Start of Block

//! Hierarchical cache backend.
//!
//! Composes an ordered list of tiers - cheapest first - into one backend.
//! Reads walk the tiers in order and back-fill earlier writable tiers on a
//! hit, so a blob fetched once from a slow shared tier is served locally
//! afterwards. Back-fill puts use `overwrite = false`, which deduplicates
//! redundant writes: a tier that already holds the key is left untouched.

use std::sync::Arc;

use async_trait::async_trait;
use tracing::{debug, warn};

use strata_core::{CacheError, CacheKey, CacheResult};

use crate::traits::{CacheBackend, CacheStats};

/// Ordered chain of cache tiers behind a single backend interface.
pub struct HierarchyBackend {
    tiers: Vec<Arc<dyn CacheBackend>>,
}

impl HierarchyBackend {
    /// Create a hierarchy from `tiers`, ordered cheapest to slowest.
    pub fn new(tiers: Vec<Arc<dyn CacheBackend>>) -> Self {
        Self { tiers }
    }

    /// Number of tiers in the chain.
    pub fn tier_count(&self) -> usize {
        self.tiers.len()
    }
}

#[async_trait]
impl CacheBackend for HierarchyBackend {
    fn is_writable(&self) -> bool {
        self.tiers.iter().any(|tier| tier.is_writable())
    }

    async fn probably_exists(&self, key: &CacheKey) -> bool {
        for tier in &self.tiers {
            if tier.probably_exists(key).await {
                return true;
            }
        }
        false
    }

    /// First hit wins; tiers above the hit are back-filled best-effort.
    async fn get(&self, key: &CacheKey) -> CacheResult<Vec<u8>> {
        for (index, tier) in self.tiers.iter().enumerate() {
            match tier.get(key).await {
                Ok(data) => {
                    for upper in &self.tiers[..index] {
                        if !upper.is_writable() {
                            continue;
                        }
                        if let Err(err) = upper.put(key, &data, false).await {
                            warn!(key = %key, %err, "tier back-fill failed");
                        }
                    }
                    if index > 0 {
                        debug!(key = %key, tier = index, "served from lower tier");
                    }
                    return Ok(data);
                }
                Err(CacheError::NotFound { .. }) => continue,
                Err(err) => {
                    // A sick tier should not mask a healthy one below it.
                    warn!(key = %key, tier = index, %err, "tier read failed; trying next");
                    continue;
                }
            }
        }
        Err(CacheError::not_found(key))
    }

    /// Fans out to every writable tier. Failing tiers are logged and
    /// skipped; the put succeeds if any writable tier accepted it.
    async fn put(&self, key: &CacheKey, data: &[u8], overwrite: bool) -> CacheResult<()> {
        let mut stored = false;
        let mut last_err = None;
        for (index, tier) in self.tiers.iter().enumerate() {
            if !tier.is_writable() {
                continue;
            }
            match tier.put(key, data, overwrite).await {
                Ok(()) => stored = true,
                Err(err) => {
                    warn!(key = %key, tier = index, %err, "tier put failed");
                    last_err = Some(err);
                }
            }
        }
        match (stored, last_err) {
            (true, _) => Ok(()),
            (false, Some(err)) => Err(err),
            (false, None) => Err(CacheError::ReadOnly),
        }
    }

    async fn remove(&self, key: &CacheKey, transient: bool) -> CacheResult<()> {
        for (index, tier) in self.tiers.iter().enumerate() {
            if let Err(err) = tier.remove(key, transient).await {
                warn!(key = %key, tier = index, %err, "tier remove failed");
            }
        }
        Ok(())
    }

    /// Aggregated counters across all tiers.
    async fn stats(&self) -> CacheStats {
        let mut total = CacheStats::default();
        for tier in &self.tiers {
            let stats = tier.stats().await;
            total.hits += stats.hits;
            total.misses += stats.misses;
            total.entry_count += stats.entry_count;
            total.puts += stats.puts;
            total.removes += stats.removes;
        }
        total
    }
}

End of Block

» Task description:
A full, exact repeat of the entries above is required.

» Task output:
//! Hierarchical cache backend.
//!
//! Composes an ordered list of tiers - cheapest first - into one backend.
//! Reads walk the tiers in order and back-fill earlier writable tiers on a
//! hit, so a blob fetched once from a slow shared tier is served locally
//! afterwards. Back-fill puts use `overwrite = false`, which deduplicates
//! redundant writes: a tier that already holds the key is left untouched.

use std::sync::Arc;

use async_trait::async_trait;
use tracing::{debug, warn};

use strata_core::{CacheError, CacheKey, CacheResult};

use crate::traits::{CacheBackend, CacheStats};

/// Ordered chain of cache tiers behind a single backend interface.
pub struct HierarchyBackend {
    tiers: Vec<Arc<dyn CacheBackend>>,
}

impl HierarchyBackend {
    /// Create a hierarchy from `tiers`, ordered cheapest to slowest.
    pub fn new(tiers: Vec<Arc<dyn CacheBackend>>) -> Self {
        Self { tiers }
    }

    /// Number of tiers in the chain.
    pub fn tier_count(&self) -> usize {
        self.tiers.len()
    }
}

#[async_trait]
impl CacheBackend for HierarchyBackend {
    fn is_writable(&self) -> bool {
        self.tiers.iter().any(|tier| tier.is_writable())
    }

    async fn probably_exists(&self, key: &CacheKey) -> bool {
        for tier in &self.tiers {
            if tier.probably_exists(key).await {
                return true;
            }
        }
        false
    }

    /// First hit wins; tiers above the hit are back-filled best-effort.
    async fn get(&self, key: &CacheKey) -> CacheResult<Vec<u8>> {
        for (index, tier) in self.tiers.iter().enumerate() {
            match tier.get(key).await {
                Ok(data) => {
                    for upper in &self.tiers[..index] {
                        if !upper.is_writable() {
                            continue;
                        }
                        if let Err(err) = upper.put(key, &data, false).await {
                            warn!(key = %key, %err, "tier back-fill failed");
                        }
                    }
                    if index > 0 {
                        debug!(key = %key, tier = index, "served from lower tier");
                    }
                    return Ok(data);
                }
                Err(CacheError::NotFound { .. }) => continue,
                Err(err) => {
                    // A sick tier should not mask a healthy one below it.
                    warn!(key = %key, tier = index, %err, "tier read failed; trying next");
                    continue;
                }
            }
        }
        Err(CacheError::not_found(key))
    }

    /// Fans out to every writable tier. Failing tiers are logged and
    /// skipped; the put succeeds if any writable tier accepted it.
    async fn put(&self, key: &CacheKey, data: &[u8], overwrite: bool) -> CacheResult<()> {
        let mut stored = false;
        let mut last_err = None;
        for (index, tier) in self.tiers.iter().enumerate() {
            if !tier.is_writable() {
                continue;
            }
            match tier.put(key, data, overwrite).await {
                Ok(()) => stored = true,
                Err(err) => {
                    warn!(key = %key, tier = index, %err, "tier put failed");
                    last_err = Some(err);
                }
            }
        }
        match (stored, last_err) {
            (true, _) => Ok(()),
            (false, Some(err)) => Err(err),
            (false, None) => Err(CacheError::ReadOnly),
        }
    }

    async fn remove(&self, key: &CacheKey, transient: bool) -> CacheResult<()> {
        for (index, tier) in self.tiers.iter().enumerate() {
            if let Err(err) = tier.remove(key, transient).await {
                warn!(key = %key, tier = index, %err, "tier remove failed");
            }
        }
        Ok(())
    }

    /// Aggregated counters across all tiers.
    async fn stats(&self) -> CacheStats {
        let mut total = CacheStats::default();
        for tier in &self.tiers {
            let stats = tier.stats().await;
            total.hits += stats.hits;
            total.misses += stats.misses;
            total.entry_count += stats.entry_count;
            total.puts += stats.puts;
            total.removes += stats.removes;
        }
        total
    }
}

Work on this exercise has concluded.